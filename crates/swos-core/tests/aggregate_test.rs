#![allow(clippy::unwrap_used)]
// Aggregate a captured six-port snapshot into per-port views.

use pretty_assertions::assert_eq;
use serde_json::json;

use swos_core::{
    Codec, ConnectorType, Endpoint, FeatureSet, LinkStatus, RawSnapshot, RstpState, VlanMembership,
    VlanPortMode, aggregate,
};

const LINK: &str = "{en:0x3f,lnk:0x1e,dpx:0x2e,an:0x3f,\
nm:['506f727431','506f727432','506f727433','506f727434','506f727435','53465031'],\
spd:[0x2,0x2,0x2,0x2,0x1,0x3]}";

const SYS: &str = "{mac:'d4ca6d000001',sid:'3738393041424344',id:'6f66666963652d726f75746572',\
ver:'322e3136',brd:'4353533130362d35472d31532b',upt:0x0001e240,ip:0x0101a8c0,allp:0x3f}";

const FWD: &str = "{fp1:0x3e,fp2:0x3d,fp3:0x3b,fp4:0x37,fp5:0x2f,fp6:0x1f,lck:0x01,\
vlan:[0x01,0x01,0x01,0x01,0x01,0x01],dvid:[0x0001,0x0001,0x0001,0x0001,0x0001,0x0064]}";

const RSTP: &str = "{ena:0x3f,role:[0x3,0x3,0x2,0x0,0x0,0x3],lrn:0x27,fwd:0x23}";

const SFP: &str = "{vnd:'4d696b726f54696b',pnr:'532b3835444c43303344',ser:'5331323334',\
tmp:0x1e,vcc:0x80e8,tpw:0xfff6,rpw:0xffec}";

// VLAN 100 arrives before VLAN 1 on purpose.
const VLAN: &str = "[{vid:0x0064,nm:'6d676d74',mbr:0x21,prt:[0x2,0x3,0x3,0x3,0x3,0x1]},\
{vid:0x0001,mbr:0x3f,prt:[0x0,0x0,0x0,0x0,0x0,0x0]}]";

fn snapshot() -> RawSnapshot {
    [
        (Endpoint::Link, LINK),
        (Endpoint::Sys, SYS),
        (Endpoint::Fwd, FWD),
        (Endpoint::Rstp, RSTP),
        (Endpoint::Sfp, SFP),
        (Endpoint::Vlan, VLAN),
    ]
    .into_iter()
    .map(|(endpoint, text)| (endpoint, text.to_owned()))
    .collect()
}

#[test]
fn full_snapshot() {
    let state = Codec::new().aggregate_raw(&snapshot()).unwrap();

    assert_eq!(state.port_count(), 6);
    let summary = state.summary.as_ref().unwrap();
    assert_eq!(summary.identity, "office-router");

    let first = state.port(0).unwrap();
    assert_eq!((first.index, first.number), (0, 1));
    assert_eq!(first.name, "Port1");
    assert_eq!(first.connector, ConnectorType::Copper);
    assert!(first.sfp.is_none());
    assert!(first.forwarding.as_ref().unwrap().locked);
    assert_eq!(first.rstp.as_ref().unwrap().state, RstpState::Forwarding);
    assert!(first.system.as_ref().unwrap().allow_from);
    assert!(first.lag.is_none());
    assert!(first.stats.is_none());

    let cage = state.port(5).unwrap();
    assert_eq!(cage.connector, ConnectorType::Sfp);
    assert_eq!(cage.sfp.as_ref().unwrap().vendor, "MikroTik");
    assert_eq!(cage.forwarding.as_ref().unwrap().default_vlan_id, 100);
}

#[test]
fn vlan_memberships_are_ordered() {
    let state = Codec::new().aggregate_raw(&snapshot()).unwrap();

    assert_eq!(
        state.ports[0].vlans,
        [
            VlanMembership { vlan_id: 1, mode: VlanPortMode::LeaveAsIs },
            VlanMembership { vlan_id: 100, mode: VlanPortMode::AddIfMissing },
        ]
    );
    assert_eq!(
        state.ports[1].vlans,
        [VlanMembership { vlan_id: 1, mode: VlanPortMode::LeaveAsIs }]
    );
    assert_eq!(
        state.ports[5].vlans,
        [
            VlanMembership { vlan_id: 1, mode: VlanPortMode::LeaveAsIs },
            VlanMembership { vlan_id: 100, mode: VlanPortMode::AlwaysStrip },
        ]
    );
}

#[test]
fn link_only_snapshot_leaves_features_unset() {
    let mut raw = RawSnapshot::new();
    raw.insert(Endpoint::Link, LINK.to_owned());
    raw.insert(Endpoint::Sys, "{mac:'zz'}".to_owned());

    let state = Codec::new().aggregate_raw(&raw).unwrap();
    assert!(state.summary.is_none());
    for port in &state.ports {
        assert!(port.forwarding.is_none());
        assert!(port.rstp.is_none());
        assert!(port.system.is_none());
        assert!(port.vlans.is_empty());
    }
    // The name heuristic still applies without an SFP table.
    assert_eq!(state.ports[5].connector, ConnectorType::Sfp);
}

#[test]
fn broken_link_table_is_fatal() {
    let mut raw = snapshot();
    raw.insert(Endpoint::Link, "{en:0x3f".to_owned());
    let err = Codec::new().aggregate_raw(&raw).unwrap_err();
    assert!(err.is_malformed());
}

#[test]
fn decoded_features_aggregate_the_same() {
    let codec = Codec::new();
    let links: LinkStatus = codec
        .decode_feature(LINK, &swos_core::DecodeContext::new())
        .unwrap();
    let ctx = swos_core::DecodeContext::with_ports(links.port_count());

    let mut features = FeatureSet::new(links);
    features.sfp = Some(codec.decode_feature(SFP, &ctx).unwrap());
    features.vlans = Some(codec.decode_feature(VLAN, &ctx).unwrap());

    let state = aggregate(&features);
    let view: Vec<_> = state
        .ports
        .iter()
        .map(|p| json!({ "number": p.number, "connector": p.connector, "vlans": p.vlans.len() }))
        .collect();

    insta::assert_json_snapshot!(view, @r#"
    [
      {
        "connector": "copper",
        "number": 1,
        "vlans": 2
      },
      {
        "connector": "copper",
        "number": 2,
        "vlans": 1
      },
      {
        "connector": "copper",
        "number": 3,
        "vlans": 1
      },
      {
        "connector": "copper",
        "number": 4,
        "vlans": 1
      },
      {
        "connector": "copper",
        "number": 5,
        "vlans": 1
      },
      {
        "connector": "sfp",
        "number": 6,
        "vlans": 2
      }
    ]
    "#);
}
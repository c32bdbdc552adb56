//! Table-driven field engine.
//!
//! Each endpoint declares a static table of [`FieldSpec`]s: which device key
//! holds which attribute, how the value is encoded, whether it is one value,
//! one value per port, or one key per port, and whether saves may write it.
//! [`Fields`] reads typed values out of a parsed record through that table and
//! [`FieldWriter`] builds the outgoing record through the same table, so a key
//! or byte-order correction is made in exactly one place.

mod read;
mod value;
mod write;

pub use read::{Decoder, Fields};
pub use value::{FromValue, Value, ValueError};
pub use write::{Encoder, FieldWriter};

/// IPv4 byte order of a field. The switch uses both.
#[derive(Debug, Clone, Copy, PartialEq, Eq, Hash)]
pub enum ByteOrder {
    Little,
    Big,
}

/// Primitive encoding of a field value.
#[derive(Debug, Clone, Copy, PartialEq, Eq, Hash)]
pub enum FieldKind {
    /// Unsigned hex integer.
    Int,
    /// 16-bit two's complement carried as a hex integer.
    Signed16,
    /// Hex integer read as `!= 0`, written as `0x01`/`0x00`.
    Flag,
    /// Hex byte pairs holding UTF-8 text.
    HexText,
    Mac,
    Ipv4(ByteOrder),
    /// Port mask, bit `i` for port `i`.
    Bitmask,
}

impl FieldKind {
    pub const fn describe(self) -> &'static str {
        match self {
            Self::Int => "hex integer",
            Self::Signed16 => "signed 16-bit integer",
            Self::Flag => "flag",
            Self::HexText => "hex-encoded text",
            Self::Mac => "MAC address",
            Self::Ipv4(ByteOrder::Little) => "IPv4 address (little-endian)",
            Self::Ipv4(ByteOrder::Big) => "IPv4 address (big-endian)",
            Self::Bitmask => "port mask",
        }
    }
}

/// How a field's values are laid out in the record.
#[derive(Debug, Clone, Copy, PartialEq, Eq, Hash)]
pub enum Shape {
    /// A single value under the key.
    Scalar,
    /// A list under the key, one entry per port or entity. A scalar where a
    /// list is expected counts as a one-entry list.
    PerPort,
    /// One key per port: `key1`, `key2`, ...
    Numbered,
}

#[derive(Debug, Clone, Copy, PartialEq, Eq, Hash)]
pub enum Presence {
    Required,
    Optional,
}

/// One row of an endpoint's field table.
#[derive(Debug, Clone, Copy, PartialEq, Eq, Hash)]
pub struct FieldSpec {
    /// Device key (the prefix for `Numbered` fields).
    pub key: &'static str,
    /// Stable attribute name used by decoders and key overrides.
    pub attr: &'static str,
    pub kind: FieldKind,
    pub shape: Shape,
    pub presence: Presence,
    /// Emitted on save. Read-only telemetry never is.
    pub writable: bool,
}

impl FieldSpec {
    pub const fn new(key: &'static str, attr: &'static str, kind: FieldKind) -> Self {
        Self {
            key,
            attr,
            kind,
            shape: Shape::Scalar,
            presence: Presence::Required,
            writable: false,
        }
    }

    pub const fn per_port(mut self) -> Self {
        self.shape = Shape::PerPort;
        self
    }

    pub const fn numbered(mut self) -> Self {
        self.shape = Shape::Numbered;
        self
    }

    pub const fn optional(mut self) -> Self {
        self.presence = Presence::Optional;
        self
    }

    pub const fn writable(mut self) -> Self {
        self.writable = true;
        self
    }

    pub const fn is_optional(&self) -> bool {
        matches!(self.presence, Presence::Optional)
    }
}

/// Find an attribute in a table.
pub fn find_spec<'t>(table: &'t [FieldSpec], attr: &str) -> Option<&'t FieldSpec> {
    table.iter().find(|spec| spec.attr == attr)
}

What to work on:
Which lines of the data include "encoded"? Copy each of them.

Exercise result:
//! holds which attribute, how the value is encoded, whether it is one value,
            Self::HexText => "hex-encoded text",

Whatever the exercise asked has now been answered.